**STORED DATA**
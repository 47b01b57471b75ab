//! # Bismillah Common Library
//!
//! Shared code for the Bismillah bot workspace:
//! - Error types
//! - Bootstrap configuration loading and data folder resolution
//! - SQLite-backed key/value store with expiry
//! - Timestamp helpers

pub mod config;
pub mod db;
pub mod error;
pub mod time;

pub use error::{Error, Result};
//! The Qur'an corpus: verse coordinates, navigation, parsed texts and
//! surah metadata
//!
//! All texts are loaded once at startup and are read-only afterwards.

pub mod metadata;
pub mod navigation;
pub mod parser;

pub use metadata::{make_index, parse_surah_names};
pub use navigation::{exists, surah_length, VerseRef, SURAH_COUNT, SURAH_LENGTHS, TOTAL_AYAHS};

use crate::error::{BotError, BotResult};
use bismillah_common::config::{resolve_relative, CorpusConfig, TafsirFormat};
use std::path::Path;
use tracing::info;

/// One text variant of the Qur'an, indexed by [`VerseRef`]
#[derive(Debug, Clone)]
pub struct Corpus {
    surahs: Vec<Vec<String>>,
}

impl Corpus {
    /// Validate a parsed surah/ayah table against the fixed ayah counts
    pub fn from_surahs(surahs: Vec<Vec<String>>) -> BotResult<Self> {
        if surahs.len() != SURAH_COUNT as usize {
            return Err(BotError::Corpus(format!(
                "expected {} surahs, found {}",
                SURAH_COUNT,
                surahs.len()
            )));
        }

        for (i, (ayahs, &expected)) in surahs.iter().zip(SURAH_LENGTHS.iter()).enumerate() {
            if ayahs.len() != usize::from(expected) {
                return Err(BotError::Corpus(format!(
                    "surah {} has {} ayahs, expected {}",
                    i + 1,
                    ayahs.len(),
                    expected
                )));
            }
        }

        let total: usize = surahs.iter().map(Vec::len).sum();
        if total != TOTAL_AYAHS {
            return Err(BotError::Corpus(format!("Missing verses! found {}", total)));
        }

        Ok(Self { surahs })
    }

    /// Ayah text followed by its reference, e.g. `... (2:255)`
    pub fn get_ayah(&self, verse: VerseRef) -> String {
        format!("{} ({})", self.raw(verse), verse)
    }

    /// Ayah text without the reference suffix
    pub fn raw(&self, verse: VerseRef) -> &str {
        // VerseRef is validated on construction and the table on load
        &self.surahs[usize::from(verse.surah) - 1][usize::from(verse.ayah) - 1]
    }

    pub fn get_surah(&self, surah: u16) -> Option<&[String]> {
        if surah == 0 {
            return None;
        }
        self.surahs.get(usize::from(surah) - 1).map(Vec::as_slice)
    }
}

/// Everything the bot reads from the corpus files
#[derive(Debug, Clone)]
pub struct Quran {
    pub translation: Corpus,
    pub tafsir: Corpus,
    pub surah_names: Vec<String>,
}

impl Quran {
    /// Load and validate the translation, commentary and metadata files
    pub fn load(data_folder: &Path, config: &CorpusConfig) -> BotResult<Self> {
        let translation_path = resolve_relative(data_folder, &config.translation_file);
        let translation = Corpus::from_surahs(parser::parse_tanzil(&read(&translation_path)?)?)
            .map_err(|e| context(&translation_path, e))?;
        info!("Loaded translation from {}", translation_path.display());

        let tafsir_path = resolve_relative(data_folder, &config.tafsir_file);
        let tafsir_text = read(&tafsir_path)?;
        let tafsir_surahs = match config.tafsir_format {
            TafsirFormat::Jalalayn => parser::parse_jalalayn(&tafsir_text),
            TafsirFormat::Tanzil => parser::parse_tanzil(&tafsir_text)?,
        };
        let tafsir = Corpus::from_surahs(tafsir_surahs).map_err(|e| context(&tafsir_path, e))?;
        info!("Loaded tafsir from {}", tafsir_path.display());

        let metadata_path = resolve_relative(data_folder, &config.metadata_file);
        let surah_names =
            parse_surah_names(&read(&metadata_path)?).map_err(|e| context(&metadata_path, e))?;

        Ok(Self {
            translation,
            tafsir,
            surah_names,
        })
    }

    /// HTML index of all surahs for the /index command
    pub fn index(&self) -> String {
        make_index(&self.surah_names)
    }
}

fn read(path: &Path) -> BotResult<String> {
    std::fs::read_to_string(path)
        .map_err(|e| BotError::Corpus(format!("cannot read {}: {}", path.display(), e)))
}

fn context(path: &Path, err: BotError) -> BotError {
    match err {
        BotError::Corpus(msg) => BotError::Corpus(format!("{}: {}", path.display(), msg)),
        other => other,
    }
}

**ABOUT THIS EXERCISE**
Work out how many lines in the data above hold the word "BotError". Reply with nothing but the count.

**ANSWER FOR THIS EXERCISE**
7